La creazione del cluster standard può richiedere fino a 60 minuti.

Terraform

  1. In un file di configurazione Terraform, inserisci il seguente snippet di codice:

    provider "kubernetes" {
      config_path = "MANAGEMENT_API_SERVER"
    }
    
    resource "kubernetes_manifest" "cluster-create" {
      manifest = {
        "apiVersion" = "cluster.gdc.goog/v1"
        "kind" = "Cluster"
        "metadata" = {
          "name" = "CLUSTER_NAME"
          "namespace" = "PROJECT_NAME"
        }
        "spec" = {
          "clusterNetwork" = {
            "podCIDRSize" = "POD_CIDR"
            "serviceCIDRSize" = "SERVICE_CIDR"
          }
          "initialVersion" = {
            "kubernetesVersion" = "KUBERNETES_VERSION"
          }
          "nodePools" = [{
            "machineTypeName" = "MACHINE_TYPE"
            "name" = "NODE_POOL_NAME"
            "nodeCount" = "NUMBER_OF_WORKER_NODES"
            "taints" = "TAINTS"
            "labels" = "LABELS"
            "acceleratorOptions" = {
              "gpuPartitionScheme" = "GPU_PARTITION_SCHEME"
            }
          }]
          "releaseChannel" = {
            "channel" = "UNSPECIFIED"
          }
        }
      }
    }
    

    Sostituisci quanto segue:

    • MANAGEMENT_API_SERVER: il percorso kubeconfig del server API zonale.
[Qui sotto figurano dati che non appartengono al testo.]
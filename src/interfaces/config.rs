use std::num::NonZeroU64;
use std::time::Duration;

use serde::Deserialize;

use crate::application::{AppError, EngineConfig};
use crate::domain::{ItemLinks, Watch};
use crate::infrastructure::http_listings_source::HttpSourceSettings;

/// Polling faster than this gets the client rate-limited upstream.
pub const MIN_POLL_INTERVAL_MS: u64 = 5_000;

#[derive(Debug, Deserialize)]
pub struct Config {
    pub poll_interval_ms: u64,
    pub clear_cycles_limit: Option<u64>,
    #[serde(default = "default_max_matches")]
    pub max_matches_per_notification: usize,
    pub database_url: Option<String>,
    pub source: SourceCfg,
    #[serde(default)]
    pub notifications: NotificationsCfg,
    #[serde(default)]
    pub api: ApiCfg,
    #[serde(default)]
    pub watches: Vec<WatchCfg>,
}

#[derive(Debug, Deserialize)]
pub struct SourceCfg {
    pub search_url: String,
    #[serde(default = "default_pages")]
    pub pages: u32,
    #[serde(default = "default_page_size")]
    pub page_size: u32,
    #[serde(default)]
    pub request_delay_ms: u64,
    pub dpop_token: Option<String>,
    pub item_url_base: Option<String>,
    pub shop_item_url_base: Option<String>,
}

#[derive(Debug, Default, Deserialize)]
pub struct NotificationsCfg {
    pub webhook_url: Option<String>,
    pub email_from: Option<String>,
}

#[derive(Debug, Deserialize)]
pub struct ApiCfg {
    #[serde(default = "default_bind")]
    pub bind: String,
    pub token: Option<String>,
}

impl Default for ApiCfg {
    fn default() -> Self {
        Self {
            bind: default_bind(),
            token: None,
        }
    }
}

#[derive(Debug, Deserialize)]
pub struct WatchCfg {
    pub email: String,
    #[serde(default)]
    pub keywords: Vec<String>,
}

fn default_max_matches() -> usize {
    10
}

fn default_pages() -> u32 {
    1
}

fn default_page_size() -> u32 {
    120
}

fn default_bind() -> String {
    "0.0.0.0:3080".to_string()
}

impl Config {
    pub fn load_from_file(path: &str) -> anyhow::Result<Self> {
        let raw = std::fs::read_to_string(path)?;
        Self::from_yaml(&raw)
    }

    pub fn from_yaml(raw: &str) -> anyhow::Result<Self> {
        let raw = expand_env(raw);
        let cfg: Config = serde_yaml::from_str(&raw)?;
        cfg.validate()?;
        Ok(cfg)
    }

    pub fn validate(&self) -> Result<(), AppError> {
        if self.poll_interval_ms < MIN_POLL_INTERVAL_MS {
            return Err(AppError::Config(format!(
                "poll_interval_ms must be at least {MIN_POLL_INTERVAL_MS}, got {}",
                self.poll_interval_ms
            )));
        }
        if self.clear_cycles_limit == Some(0) {
            return Err(AppError::Config(
                "clear_cycles_limit must be positive (omit it to disable)".into(),
            ));
        }
        if self.max_matches_per_notification == 0 {
            return Err(AppError::Config(
                "max_matches_per_notification must be at least 1".into(),
            ));
        }
        if self.source.search_url.trim().is_empty() {
            return Err(AppError::Config("source.search_url is empty".into()));
        }
        if let Some(w) = self.watches.iter().find(|w| !w.email.contains('@')) {
            return Err(AppError::Config(format!(
                "watches: invalid email {:?}",
                w.email
            )));
        }
        Ok(())
    }

    pub fn engine_config(&self) -> EngineConfig {
        EngineConfig {
            poll_interval: Duration::from_millis(self.poll_interval_ms),
            clear_cycles_limit: self.clear_cycles_limit.and_then(NonZeroU64::new),
            max_matches_per_notification: self.max_matches_per_notification,
        }
    }

    pub fn source_settings(&self) -> HttpSourceSettings {
        HttpSourceSettings {
            search_url: self.source.search_url.clone(),
            pages: self.source.pages,
            page_size: self.source.page_size,
            request_delay: Duration::from_millis(self.source.request_delay_ms),
            dpop_token: self.source.dpop_token.clone(),
        }
    }

    pub fn item_links(&self) -> ItemLinks {
        let defaults = ItemLinks::default();
        ItemLinks {
            item_base: self
                .source
                .item_url_base
                .clone()
                .unwrap_or(defaults.item_base),
            shop_item_base: self
                .source
                .shop_item_url_base
                .clone()
                .unwrap_or(defaults.shop_item_base),
        }
    }

    pub fn seed_watches(&self) -> Vec<Watch> {
        self.watches
            .iter()
            .map(|w| Watch::with_keywords(w.email.trim(), w.keywords.iter().map(|k| k.trim())))
            .collect()
    }
}

/// very small ${VAR} expansion to keep config simple
fn expand_env(s: &str) -> String {
    let mut out = s.to_string();
    for (k, v) in std::env::vars() {
        out = out.replace(&format!("${{{}}}", k), &v);
    }
    out
}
Se non hai ancora generato un file kubeconfig per il server API nella zona di destinazione, consulta Accedi.
    • CLUSTER_NAME: il nome del cluster. Il nome del cluster non deve terminare con -system. Il suffisso -system è riservato ai cluster creati da GDC.
    • PROJECT_NAME: il nome del progetto in cui creare il cluster.
    • POD_CIDR: la dimensione degli intervalli di rete da cui vengono allocati gli indirizzi IP virtuali dei pod. Se non viene configurato, viene utilizzato un valore predefinito 21.
    • SERVICE_CIDR: la dimensione degli intervalli di rete da cui vengono allocati gli indirizzi IP virtuali del servizio. Se non viene configurato, viene utilizzato un valore predefinito 23.
    • KUBERNETES_VERSION: la versione di Kubernetes del cluster, ad esempio 1.26.5-gke.2100. Per elencare le versioni di Kubernetes disponibili da configurare, consulta Elenca le versioni di Kubernetes disponibili per un cluster.
    • MACHINE_TYPE: il tipo di macchina per i nodi worker del pool di nodi. Visualizza i tipi di macchina disponibili per ciò che è possibile configurare.
    • NODE_POOL_NAME: il nome del pool di nodi.
    • NUMBER_OF_WORKER_NODES: il numero di nodi di lavoro di cui eseguire il provisioning nelpool di nodil.
    • TAINTS: le incompatibilità da applicare ai nodi di questopool di nodil. Questo è un campo facoltativo.
    • LABELS: le etichette da applicare ai nodi di questopool di nodil. Contiene un elenco di coppie chiave-valore. Questo è un campo facoltativo.
    • GPU_PARTITION_SCHEME: lo schema di partizionamento della GPU, se esegui carichi di lavoro GPU. Questo è un campo facoltativo. Ad esempio, mixed-2. La GPU non viene partizionata se questo campo non è impostato. Per saperne di più sui profili GPU multi-istanza (MIG) disponibili, consulta Profili MIG supportati.
  2. Applica il nuovo cluster standard utilizzando Terraform:

    terraform apply
    

La creazione del cluster standard può richiedere fino a 60 minuti.